Last week, VeriFone said and did some things calculated to hurt their competitor. VeriFone almost certainly lost the PR war, and I don’t really know what to make of the substance of their claims.
To be brief, VeriFone makes equipment that lets companies accept credit card payments, and they posted an incoherent open letter to consumers and “the industry” about a competitor’s hardware which is functionally identical to their own. VeriFone demands their competitor issue a recall, because such personal information as “name” and “credit card number” can be stolen by a person who runs the card through a card reader.
I wrote “a card reader” because both VeriFone and its competitor have a device that reads your name and credit card number from the magnetic strip on the back of the card. This information is the same stuff that is printed on the face of the card — it’s kind of ludicrous to think this is secret. Anyone who handles or even looks at a credit card has access to this information, not just those rogue users of the competitor’s device. These sorts of histrionics are extremely out of place, and smack of FUD when you consider the relative costs of Verifone to its competitors. (Hint: Verifone is not the cheaper choice.)
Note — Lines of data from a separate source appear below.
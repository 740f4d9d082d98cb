// Common DTOs for the public API

use axum::http::StatusCode;
use axum::Json;
use serde::{Deserialize, Serialize};
use utoipa::ToSchema;

/// Standard error response for API endpoints.
#[derive(Debug, Clone, Serialize, Deserialize, ToSchema)]
pub struct ErrorResponse {
    /// Error message describing what went wrong.
    pub error: String,
}

impl ErrorResponse {
    pub fn new(error: impl Into<String>) -> Self {
        Self {
            error: error.into(),
        }
    }

    pub fn into_response(self, status: StatusCode) -> (StatusCode, Json<Self>) {
        (status, Json(self))
    }
}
The one solid point that VeriFone has in its letter is the fact that the CVV1 codes are not printed on the face of the card, only the CVV2 code is. You can’t read that information with its competitor’s official software; you need third-party software to snag the CVV1 code, which VeriFone helpfully wrote and uploaded to its site (along with a tutorial video posted to YouTube) for all the world to see.
To their credit, VeriFone removed the links once it was (correctly) pointed out that they were acting like children.